Having spent half my business life in the fashion industry, I may have a somewhat jaundiced view of the culture that surrounds it. I was recently contacted by a woman who is following me on Twitter. She writes about fashion and style and explained via a DM (direct message), “If I post anything remotely un-superficial, I lose a few Twitter fashionistas!”
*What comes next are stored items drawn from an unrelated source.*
//! Authentication service layer
//!
//! Signup, login, token refresh and profile management. Password hashing runs
//! on the blocking pool; tokens come from [`super::jwt`].

use std::sync::Arc;

use enfor_core::user::normalize_email;
use enfor_core::validation::validate_request;
use enfor_core::{
    LoginRequest, PublicUser, SignupRequest, Storage, UpdateProfileRequest, User, UserRole,
};
use serde::{Deserialize, Serialize};
use tokio::sync::OnceCell;
use tracing::{debug, info};
use utoipa::ToSchema;
use uuid::Uuid;

use super::jwt::{issue_token, validate_token, Claims, JwtConfig, JwtError};
use super::password::{hash_password_blocking, verify_password_blocking, PasswordConfig};
use crate::error::AppError;

/// Token plus the public projection of the user it was issued for
#[derive(Debug, Clone, Serialize, Deserialize, ToSchema)]
pub struct AuthResponse {
    pub token: String,
    pub user: PublicUser,
}

/// Plaintext behind the hash verified when no account matches a login
const DUMMY_PASSWORD: &str = "enfor-no-such-account";

/// Authentication service
#[derive(Clone)]
pub struct AuthService {
    store: Arc<dyn Storage>,
    jwt: JwtConfig,
    password: PasswordConfig,
    dummy_hash: Arc<OnceCell<String>>,
}

impl AuthService {
    pub fn new(store: Arc<dyn Storage>, jwt: JwtConfig, password: PasswordConfig) -> Self {
        Self {
            store,
            jwt,
            password,
            dummy_hash: Arc::new(OnceCell::new()),
        }
    }

    pub fn jwt_config(&self) -> &JwtConfig {
        &self.jwt
    }

    pub fn validate(&self, token: &str) -> Result<Claims, JwtError> {
        validate_token(&self.jwt, token)
    }

    /// Hash with the configured cost that no account owns.
    async fn dummy_hash(&self) -> Result<String, AppError> {
        let hash = self
            .dummy_hash
            .get_or_try_init(|| {
                hash_password_blocking(DUMMY_PASSWORD.to_string(), self.password.clone())
            })
            .await?;
        Ok(hash.clone())
    }

    fn respond(&self, user: &User) -> Result<AuthResponse, AppError> {
        let token = issue_token(&self.jwt, user.id, &user.email, user.role)?;
        Ok(AuthResponse {
            token,
            user: user.to_public(),
        })
    }

    /// Register a self-service account and issue its first token.
    ///
    /// The early email check only gives a friendlier error; the store's
    /// unique constraint is what actually prevents duplicates.
    pub async fn signup(&self, mut request: SignupRequest) -> Result<AuthResponse, AppError> {
        request.email = normalize_email(&request.email);
        validate_request(&request)?;
        request.check_rules()?;

        if self.store.email_exists(&request.email).await? {
            return Err(AppError::EmailExists);
        }

        let password_hash =
            hash_password_blocking(request.password.clone(), self.password.clone()).await?;
        let user = User::from_signup(request, password_hash);
        self.store.create_user(&user).await?;

        info!(user_id = %user.id, role = %user.role, "User registered");
        self.respond(&user)
    }

    /// Provision an account directly, bypassing the self-service role rule.
    pub async fn create_account(
        &self,
        mut request: SignupRequest,
        role: UserRole,
    ) -> Result<User, AppError> {
        request.email = normalize_email(&request.email);
        validate_request(&request)?;

        if self.store.email_exists(&request.email).await? {
            return Err(AppError::EmailExists);
        }

        let password_hash =
            hash_password_blocking(request.password.clone(), self.password.clone()).await?;
        let mut user = User::from_signup(request, password_hash);
        user.role = role;
        user.is_verified = true;
        self.store.create_user(&user).await?;

        info!(user_id = %user.id, role = %user.role, "Account provisioned");
        Ok(user)
    }

    /// Check credentials against active accounts.
    ///
    /// Unknown email and wrong password fail identically, and both pay for
    /// one password verification.
    pub async fn login(&self, mut request: LoginRequest) -> Result<AuthResponse, AppError> {
        request.email = normalize_email(&request.email);
        validate_request(&request)?;

        let Some(user) = self.store.find_active_user_by_email(&request.email).await? else {
            let hash = self.dummy_hash().await?;
            verify_password_blocking(request.password, hash).await?;
            debug!("Login for unknown or inactive email");
            return Err(AppError::InvalidCredentials);
        };

        if !verify_password_blocking(request.password, user.password_hash.clone()).await? {
            debug!(user_id = %user.id, "Login with wrong password");
            return Err(AppError::InvalidCredentials);
        }

        info!(user_id = %user.id, "User logged in");
        self.respond(&user)
    }

    pub async fn get_user(&self, user_id: Uuid) -> Result<User, AppError> {
        self.store
            .find_user_by_id(user_id)
            .await?
            .ok_or_else(|| AppError::NotFound("User".to_string()))
    }

    /// Partial profile update; owned records pick up a changed name or city
    /// in the same write.
    pub async fn update_profile(
        &self,
        user_id: Uuid,
        patch: UpdateProfileRequest,
    ) -> Result<User, AppError> {
        validate_request(&patch)?;

        let mut user = self.get_user(user_id).await?;
        let snapshot_changed = user.apply_profile(patch);
        self.store.update_user(&user).await?;

        info!(%user_id, snapshot_changed, "Profile updated");
        Ok(user)
    }

    pub async fn update_profile_image(
        &self,
        user_id: Uuid,
        reference: &str,
    ) -> Result<(), AppError> {
        if !self.store.set_profile_image(user_id, reference).await? {
            return Err(AppError::NotFound("User".to_string()));
        }
        Ok(())
    }

    /// Issue a fresh token for the identity in a still-valid token.
    ///
    /// The user is re-read so a deleted account cannot keep refreshing, and
    /// the new token carries the stored email and role.
    pub async fn refresh(&self, user_id: Uuid) -> Result<AuthResponse, AppError> {
        let user = self.get_user(user_id).await?;
        self.respond(&user)
    }
}

#[cfg(test)]
mod tests {
    use super::*;
    use crate::auth::password::verify_password;
    use chrono::NaiveDate;
    use enfor_core::{
        Client, ClientService, ClientType, CreateClientRequest, MemoryStore, UserStore,
    };

    fn service() -> (AuthService, Arc<MemoryStore>) {
        let store = Arc::new(MemoryStore::new());
        let service =
            AuthService::new(store.clone(), JwtConfig::default(), PasswordConfig::light());
        (service, store)
    }

    fn signup_request(email: &str) -> SignupRequest {
        SignupRequest {
            first_name: "Jane".to_string(),
            last_name: "Doe".to_string(),
            email: email.to_string(),
            password: "secret123".to_string(),
            date_of_birth: NaiveDate::from_ymd_opt(1988, 4, 12).unwrap(),
            firm_name: "Doe Realty".to_string(),
            role: UserRole::Broker,
            whatsapp_number: "9876543210".to_string(),
            alternative_number: None,
            foreign_number: None,
            address: "12 Harbour View Road".to_string(),
            location: "Bandra West".to_string(),
            city: "Mumbai".to_string(),
            state: "Maharashtra".to_string(),
            postal_code: "400050".to_string(),
        }
    }

    fn login(email: &str, password: &str) -> LoginRequest {
        LoginRequest {
            email: email.to_string(),
            password: password.to_string(),
        }
    }

    #[tokio::test]
    async fn test_signup_then_token_round_trip() {
        let (service, store) = service();
        let response = service.signup(signup_request("jane@example.com")).await.unwrap();

        let claims = service.validate(&response.token).unwrap();
        assert_eq!(claims.user_id, response.user.id);
        assert_eq!(claims.role, UserRole::Broker);

        let stored = store.find_user_by_id(response.user.id).await.unwrap().unwrap();
        assert_ne!(stored.password_hash, "secret123");
        assert!(stored.password_hash.starts_with("$argon2id$"));
    }

    #[tokio::test]
    async fn test_duplicate_email_case_insensitive() {
        let (service, _) = service();
        service.signup(signup_request("jane@example.com")).await.unwrap();
        let result = service.signup(signup_request("JANE@example.com")).await;
        assert!(matches!(result, Err(AppError::EmailExists)));
    }

    #[tokio::test]
    async fn test_signup_as_admin_rejected() {
        let (service, _) = service();
        let mut request = signup_request("root@example.com");
        request.role = UserRole::Admin;
        assert!(matches!(
            service.signup(request).await,
            Err(AppError::Validation(_))
        ));
    }

    #[tokio::test]
    async fn test_login_failures_are_indistinguishable() {
        let (service, _) = service();
        service.signup(signup_request("jane@example.com")).await.unwrap();

        let wrong_password = service
            .login(login("jane@example.com", "wrong-password"))
            .await
            .unwrap_err();
        let unknown_email = service
            .login(login("nobody@example.com", "secret123"))
            .await
            .unwrap_err();

        assert!(matches!(wrong_password, AppError::InvalidCredentials));
        assert!(matches!(unknown_email, AppError::InvalidCredentials));
        assert_eq!(wrong_password.to_string(), unknown_email.to_string());
    }

    #[tokio::test]
    async fn test_unknown_email_still_verifies_a_hash() {
        let (service, _) = service();
        assert!(service.dummy_hash.get().is_none());

        let result = service.login(login("nobody@example.com", "secret123")).await;
        assert!(matches!(result, Err(AppError::InvalidCredentials)));

        let hash = service.dummy_hash.get().unwrap();
        assert!(hash.starts_with("$argon2id$"));
        assert!(verify_password(DUMMY_PASSWORD, hash).unwrap());
    }

    #[tokio::test]
    async fn test_dummy_hash_uses_configured_cost() {
        let (service, _) = service();
        let dummy = service.dummy_hash().await.unwrap();
        let real = hash_password_blocking("secret123".to_string(), PasswordConfig::light())
            .await
            .unwrap();

        let params = |hash: &str| hash.split('$').nth(3).unwrap().to_string();
        assert_eq!(params(&dummy), params(&real));
    }

    #[tokio::test]
    async fn test_signup_normalizes_padded_email() {
        let (service, _) = service();
        let response = service
            .signup(signup_request("  Jane@Example.com "))
            .await
            .unwrap();
        assert_eq!(response.user.email, "jane@example.com");
    }

    #[tokio::test]
    async fn test_login_normalizes_email() {
        let (service, _) = service();
        service.signup(signup_request("jane@example.com")).await.unwrap();
        let response = service
            .login(login("  Jane@Example.com ", "secret123"))
            .await
            .unwrap();
        assert_eq!(response.user.email, "jane@example.com");
    }

    #[tokio::test]
    async fn test_refresh_issues_new_token() {
        let (service, _) = service();
        let signup = service.signup(signup_request("jane@example.com")).await.unwrap();
        let refreshed = service.refresh(signup.user.id).await.unwrap();
        let claims = service.validate(&refreshed.token).unwrap();
        assert_eq!(claims.user_id, signup.user.id);

        assert!(matches!(
            service.refresh(Uuid::new_v4()).await,
            Err(AppError::NotFound(_))
        ));
    }

    #[tokio::test]
    async fn test_profile_update_fans_out() {
        let (service, store) = service();
        let signup = service.signup(signup_request("jane@example.com")).await.unwrap();
        let owner = signup.user.id;

        let clients = ClientService::new(store.clone());
        let client: Client = clients
            .create(
                owner,
                CreateClientRequest {
                    first_name: "Ravi".to_string(),
                    last_name: "Kumar".to_string(),
                    email: "ravi@example.com".to_string(),
                    phone: "9123456780".to_string(),
                    client_type: ClientType::Buyer,
                    preferred_location: "Andheri".to_string(),
                    budget_min: None,
                    budget_max: None,
                    requirements: "Two bedroom flat".to_string(),
                    address: "4 Lokhandwala Complex".to_string(),
                    city: "Mumbai".to_string(),
                    state: "Maharashtra".to_string(),
                    postal_code: "400053".to_string(),
                    notes: None,
                    status: None,
                },
            )
            .await
            .unwrap();

        service
            .update_profile(
                owner,
                UpdateProfileRequest {
                    first_name: Some("Janet".to_string()),
                    city: Some("Pune".to_string()),
                    ..Default::default()
                },
            )
            .await
            .unwrap();

        let client = clients.get(client.id, owner).await.unwrap();
        assert_eq!(client.broker_name.as_deref(), Some("Janet Doe"));
        assert_eq!(client.broker_city.as_deref(), Some("Pune"));
    }

    #[tokio::test]
    async fn test_create_account_with_admin_role() {
        let (service, _) = service();
        let user = service
            .create_account(signup_request("admin@example.com"), UserRole::Admin)
            .await
            .unwrap();
        assert_eq!(user.role, UserRole::Admin);

        let response = service
            .login(login("admin@example.com", "secret123"))
            .await
            .unwrap();
        assert_eq!(response.user.role, UserRole::Admin);
    }
}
Fashion and style are marketed with great vigour by designers, celebrities and the media, and are widely spread on covers of glossy magazines. Their focus is on what I describe as “Outer Branding” — that is, image. Unsurprisingly, this is a magnetic draw for those who aspire to improve their appearance, either by acquiring fashionable clothing items, a new hairstyle, makeup, or perhaps even cosmetic surgery. These so-called makeover strategies can provide some people with an improved self image. They can also increase levels of confidence, enhance self esteem, and for many, add another notch to one’s sense of self worth. And while these are attributes I fully subscribe to, like most quick-fixes, longevity is never the focus or the intention.
These often pricey image enhancements only represent half of what constitutes a whole Personal Brand. For an individual to have a Personal Brand that’s complete, there needs to be equal parts of Inner and Outer Branding. When our Outer Brand diminishes, which is inevitable, having a well developed Inner Brand will augment that which has faded through the ravages of time. Inner Branding came to me when I realised that many of the people I met, and whom I found truly compelling, had a kind of quality about them that transcended appearance, clothes or physical attributes. I remember thinking, “I’d like some of that.” Each of these individuals had very similar characteristics, all of which, when cobbled together, constituted a well developed Inner Brand.
Because I spent a great deal of my working life designing and buying beautiful clothes, working in elegant fashion environs, dashing around Europe and North America and only staying the hippest of hotels, clearly, I was spoiled.